_PROBLEM DESCRIPTION:_ Start with the first line of the data and end with the line that holds "use super::EntityScreen;"; write out each one exactly.

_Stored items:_
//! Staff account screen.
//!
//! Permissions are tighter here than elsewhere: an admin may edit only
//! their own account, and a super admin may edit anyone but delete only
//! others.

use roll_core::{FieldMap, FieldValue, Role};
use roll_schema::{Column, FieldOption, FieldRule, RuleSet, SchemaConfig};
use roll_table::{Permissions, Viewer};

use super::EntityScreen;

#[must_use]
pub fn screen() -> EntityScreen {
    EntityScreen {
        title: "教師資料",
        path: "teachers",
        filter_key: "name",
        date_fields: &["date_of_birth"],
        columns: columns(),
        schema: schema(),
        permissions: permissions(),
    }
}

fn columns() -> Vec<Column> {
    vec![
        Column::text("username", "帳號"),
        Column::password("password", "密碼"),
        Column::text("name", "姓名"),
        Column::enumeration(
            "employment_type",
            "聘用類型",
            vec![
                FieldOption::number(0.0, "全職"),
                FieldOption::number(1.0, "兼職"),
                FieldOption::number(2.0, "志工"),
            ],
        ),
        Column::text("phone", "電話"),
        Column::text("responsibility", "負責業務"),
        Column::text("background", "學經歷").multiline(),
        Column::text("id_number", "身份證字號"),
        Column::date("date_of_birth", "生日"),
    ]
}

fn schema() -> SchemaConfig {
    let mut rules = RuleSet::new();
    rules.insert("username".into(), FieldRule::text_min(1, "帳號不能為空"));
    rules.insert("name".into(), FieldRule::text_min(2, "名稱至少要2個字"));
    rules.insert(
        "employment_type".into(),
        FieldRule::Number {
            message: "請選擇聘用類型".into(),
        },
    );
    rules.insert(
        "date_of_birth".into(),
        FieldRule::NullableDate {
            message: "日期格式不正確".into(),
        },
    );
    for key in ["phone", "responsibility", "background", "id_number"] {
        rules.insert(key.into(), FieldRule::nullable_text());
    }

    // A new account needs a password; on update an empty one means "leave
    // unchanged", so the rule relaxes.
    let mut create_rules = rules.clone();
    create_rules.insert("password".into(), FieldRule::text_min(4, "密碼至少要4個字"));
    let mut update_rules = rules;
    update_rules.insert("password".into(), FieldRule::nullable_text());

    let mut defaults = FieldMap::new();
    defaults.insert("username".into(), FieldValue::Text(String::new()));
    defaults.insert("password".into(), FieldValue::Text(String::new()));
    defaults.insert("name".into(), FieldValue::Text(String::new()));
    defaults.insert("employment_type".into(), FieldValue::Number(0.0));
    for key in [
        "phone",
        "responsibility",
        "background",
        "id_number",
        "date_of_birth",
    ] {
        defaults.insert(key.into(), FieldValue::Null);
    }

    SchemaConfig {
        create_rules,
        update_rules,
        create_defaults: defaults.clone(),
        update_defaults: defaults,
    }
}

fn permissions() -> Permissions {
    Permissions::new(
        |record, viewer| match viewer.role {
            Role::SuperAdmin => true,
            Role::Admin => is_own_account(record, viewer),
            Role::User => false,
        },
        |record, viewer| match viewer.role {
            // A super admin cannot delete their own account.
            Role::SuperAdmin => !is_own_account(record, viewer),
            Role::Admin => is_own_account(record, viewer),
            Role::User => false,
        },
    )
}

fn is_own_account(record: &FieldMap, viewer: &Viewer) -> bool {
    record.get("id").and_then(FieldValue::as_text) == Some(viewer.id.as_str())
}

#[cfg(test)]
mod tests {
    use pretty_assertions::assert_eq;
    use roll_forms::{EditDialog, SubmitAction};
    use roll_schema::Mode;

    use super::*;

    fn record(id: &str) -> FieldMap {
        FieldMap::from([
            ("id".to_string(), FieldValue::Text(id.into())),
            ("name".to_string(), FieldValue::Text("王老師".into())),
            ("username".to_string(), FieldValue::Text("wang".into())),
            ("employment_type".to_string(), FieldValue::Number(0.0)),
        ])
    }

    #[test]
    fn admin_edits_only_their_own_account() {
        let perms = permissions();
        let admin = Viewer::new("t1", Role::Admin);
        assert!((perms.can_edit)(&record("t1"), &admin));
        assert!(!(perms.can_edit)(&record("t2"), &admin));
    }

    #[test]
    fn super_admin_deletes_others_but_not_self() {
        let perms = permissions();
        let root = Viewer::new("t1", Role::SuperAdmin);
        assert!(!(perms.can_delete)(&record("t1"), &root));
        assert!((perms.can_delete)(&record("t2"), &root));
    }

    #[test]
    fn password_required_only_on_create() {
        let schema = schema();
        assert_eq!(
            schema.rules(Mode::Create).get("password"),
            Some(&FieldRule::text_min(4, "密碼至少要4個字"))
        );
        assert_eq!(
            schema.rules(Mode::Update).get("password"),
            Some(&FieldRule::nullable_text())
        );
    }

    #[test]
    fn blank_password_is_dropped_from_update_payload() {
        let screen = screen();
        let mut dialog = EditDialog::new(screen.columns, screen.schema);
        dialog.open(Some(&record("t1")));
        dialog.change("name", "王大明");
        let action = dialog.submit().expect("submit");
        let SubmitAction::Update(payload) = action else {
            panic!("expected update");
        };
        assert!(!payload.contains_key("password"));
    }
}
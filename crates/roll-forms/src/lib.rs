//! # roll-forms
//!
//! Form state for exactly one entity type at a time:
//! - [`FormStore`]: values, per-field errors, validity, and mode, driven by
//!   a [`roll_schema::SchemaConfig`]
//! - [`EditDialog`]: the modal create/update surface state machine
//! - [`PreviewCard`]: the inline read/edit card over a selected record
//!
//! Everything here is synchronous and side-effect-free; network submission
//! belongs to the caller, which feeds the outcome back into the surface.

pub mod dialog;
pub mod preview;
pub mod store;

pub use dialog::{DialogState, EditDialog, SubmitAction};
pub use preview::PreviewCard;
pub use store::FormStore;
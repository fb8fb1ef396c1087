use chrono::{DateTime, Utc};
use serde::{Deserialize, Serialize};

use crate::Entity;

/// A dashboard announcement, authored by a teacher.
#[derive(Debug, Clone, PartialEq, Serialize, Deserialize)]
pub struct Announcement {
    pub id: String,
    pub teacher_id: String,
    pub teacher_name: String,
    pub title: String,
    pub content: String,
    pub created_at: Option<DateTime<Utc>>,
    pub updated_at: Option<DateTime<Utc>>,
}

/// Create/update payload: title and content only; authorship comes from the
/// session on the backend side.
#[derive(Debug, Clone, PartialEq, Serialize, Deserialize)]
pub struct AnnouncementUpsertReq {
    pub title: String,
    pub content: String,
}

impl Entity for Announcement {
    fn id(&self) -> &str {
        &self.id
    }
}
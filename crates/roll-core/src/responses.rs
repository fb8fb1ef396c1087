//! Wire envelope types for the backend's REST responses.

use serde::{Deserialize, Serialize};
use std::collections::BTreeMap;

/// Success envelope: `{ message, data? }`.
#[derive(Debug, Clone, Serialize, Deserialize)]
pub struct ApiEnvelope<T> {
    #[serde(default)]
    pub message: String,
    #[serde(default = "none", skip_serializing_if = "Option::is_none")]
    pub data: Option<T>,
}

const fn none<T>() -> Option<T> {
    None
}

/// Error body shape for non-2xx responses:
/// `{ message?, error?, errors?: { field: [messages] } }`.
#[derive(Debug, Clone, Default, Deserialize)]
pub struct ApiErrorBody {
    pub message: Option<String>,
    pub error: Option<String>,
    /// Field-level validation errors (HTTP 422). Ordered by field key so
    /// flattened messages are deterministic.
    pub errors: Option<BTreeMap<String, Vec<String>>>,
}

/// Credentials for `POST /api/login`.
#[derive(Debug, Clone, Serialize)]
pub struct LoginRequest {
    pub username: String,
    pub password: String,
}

_ANSWER:_
//! Staff account screen.
//!
//! Permissions are tighter here than elsewhere: an admin may edit only
//! their own account, and a super admin may edit anyone but delete only
//! others.

use roll_core::{FieldMap, FieldValue, Role};
use roll_schema::{Column, FieldOption, FieldRule, RuleSet, SchemaConfig};
use roll_table::{Permissions, Viewer};

use super::EntityScreen;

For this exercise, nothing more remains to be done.